Each function call adds a round trip between the model and the application, increasing total response time. For workflows requiring five or more sequential function calls, latency can become noticeable. Parallel function calling helps for independent calls, but sequential dependencies cannot be parallelized.
Despite conceptual similarity, the different API formats across providers create friction for developers building provider-agnostic applications. MCP addresses part of this problem at the tool description layer, but the invocation-level differences in request and response formats still require provider-specific code or adapter libraries.
As of early 2026, function calling is a mature, widely adopted capability supported by all major LLM providers and most open-source models. The focus has shifted from basic capability to reliability, performance, and ecosystem development.
Key developments include the convergence around MCP as a standard for tool discovery and description, the integration of function calling with structured output guarantees (constrained decoding), and the rise of agentic frameworks that orchestrate complex multi-tool workflows.

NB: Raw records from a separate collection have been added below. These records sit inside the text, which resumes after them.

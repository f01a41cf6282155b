use chrono::Utc;
use serde::Deserialize;
use uuid::Uuid;
use validator::Validate;

use crate::models::{Customer, Vehicle};

#[derive(Debug, Deserialize, Validate)]
pub struct CreateCustomerRequest {
    #[validate(length(min = 1, message = "Name is required"))]
    pub name: String,

    #[validate(length(min = 1, message = "Phone is required"))]
    pub phone: String,

    #[validate(email(message = "Invalid email format"))]
    pub email: Option<String>,

    pub address: Option<String>,

    #[serde(default)]
    #[validate(nested)]
    pub vehicles: Vec<VehicleRequest>,
}

#[derive(Debug, Deserialize, Validate)]
pub struct VehicleRequest {
    #[validate(length(min = 1, message = "Vehicle make is required"))]
    pub make: String,

    #[serde(default)]
    pub model: String,

    #[validate(length(min = 1, message = "Plate is required"))]
    pub plate: String,

    pub color: Option<String>,

    #[validate(range(min = 1900, max = 2100))]
    pub year: Option<u16>,
}

impl From<CreateCustomerRequest> for Customer {
    fn from(req: CreateCustomerRequest) -> Self {
        Customer {
            id: Uuid::new_v4().to_string(),
            name: req.name.trim().to_string(),
            phone: req.phone.trim().to_string(),
            email: req.email,
            address: req.address,
            vehicles: req
                .vehicles
                .into_iter()
                .map(|v| Vehicle {
                    make: v.make,
                    model: v.model,
                    plate: v.plate.trim().to_uppercase(),
                    color: v.color,
                    year: v.year,
                })
                .collect(),
            created_at: Utc::now(),
        }
    }
}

Open-source models like LLaMA 4, Qwen 3, and Mistral Large 2 now support function calling natively, making tool use accessible outside of proprietary API ecosystems [10].
The ongoing challenge is improving the reliability of function calling in complex, multi-step scenarios where models must make dozens of tool use decisions in sequence. Research into better tool-use training data, improved constrained decoding, and more robust agent architectures continues across both industry and academia.